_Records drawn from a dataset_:
'''

//! chime manager — the façade over backends and sounds.
//!
//! The manager is an explicit context object. Hosts call `start()` once,
//! then `tick()` regularly (a frame callback, a timer, a CLI loop). Every
//! state transition, callback and backend signal is handled inside those
//! calls, on the host's thread.

use std::sync::atomic::AtomicU64;
use std::sync::Arc;

use serde::{Deserialize, Serialize};
use serde_json::Value;

use crate::backend::events::BackendEvent;
use crate::backend::{BackendDriver, BackendKind, DriverSignal, DriverSink, EventQueue, Probe};
use crate::clock::{Clock, SystemClock};
use crate::config::{ManagerConfig, SetupOptions, VolumeScope};
use crate::error::{log_err, Error, Result};
use crate::models::{clamp_volume, LoadOptions, PlayOptions, SoundCommand, SoundInfo, SoundOptions};
use crate::registry::{BatchOutcome, SoundRegistry};
use crate::sound::{SoundContext, SoundHandle};

// ---------------------------------------------------------------------------
// Readiness
// ---------------------------------------------------------------------------

#[derive(Debug, Clone, Copy, PartialEq, Eq, Serialize, Deserialize)]
#[serde(rename_all = "snake_case")]
pub enum ReadyState {
    Uninitialized,
    Initializing,
    Ready,
    TimedOut,
    Destroyed,
}

impl std::fmt::Display for ReadyState {
    fn fmt(&self, f: &mut std::fmt::Formatter<'_>) -> std::fmt::Result {
        f.write_str(match self {
            ReadyState::Uninitialized => "uninitialized",
            ReadyState::Initializing => "initializing",
            ReadyState::Ready => "ready",
            ReadyState::TimedOut => "timed out",
            ReadyState::Destroyed => "destroyed",
        })
    }
}

/// Snapshot handed to ready/timeout callbacks.
#[derive(Debug, Clone, PartialEq, Eq, Serialize, Deserialize)]
pub struct ReadyStatus {
    pub state: ReadyState,
    pub backend: Option<BackendKind>,
    /// Why initialization failed, when it did.
    pub error: Option<String>,
}

pub type ReadyCallback = Box<dyn FnMut(&ReadyStatus)>;

struct Registered {
    callback: ReadyCallback,
    fired: bool,
}

fn fire_all(callbacks: &mut [Registered], status: &ReadyStatus) {
    for reg in callbacks.iter_mut().filter(|r| !r.fired) {
        reg.fired = true;
        (reg.callback)(status);
    }
}

// ---------------------------------------------------------------------------
// Manager
// ---------------------------------------------------------------------------

pub struct Manager {
    config: ManagerConfig,
    /// Setup applied after initialization, waiting for reboot/reset.
    staged: Option<ManagerConfig>,
    state: ReadyState,
    drivers: Vec<Box<dyn BackendDriver>>,
    active: Option<usize>,
    /// Backends still to probe in this initialization.
    candidates: Vec<BackendKind>,
    probing: Option<usize>,
    init_deadline: Option<u64>,
    /// Bumped per initialization so stale probe results are ignored.
    generation: u64,
    last_error: Option<String>,
    registry: SoundRegistry,
    queue: EventQueue,
    tokens: Arc<AtomicU64>,
    clock: Arc<dyn Clock>,
    on_ready: Vec<Registered>,
    on_timeout: Vec<Registered>,
    muted: bool,
}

'''

_Task item_: Repeat word for word the lines above that run from the line containing "The manager is" through the line containing "use crate::backend::events::BackendEvent;", both ends included, and nothing else.

_Solution to this task_:
//! The manager is an explicit context object. Hosts call `start()` once,
//! then `tick()` regularly (a frame callback, a timer, a CLI loop). Every
//! state transition, callback and backend signal is handled inside those
//! calls, on the host's thread.

use std::sync::atomic::AtomicU64;
use std::sync::Arc;

use serde::{Deserialize, Serialize};
use serde_json::Value;

use crate::backend::events::BackendEvent;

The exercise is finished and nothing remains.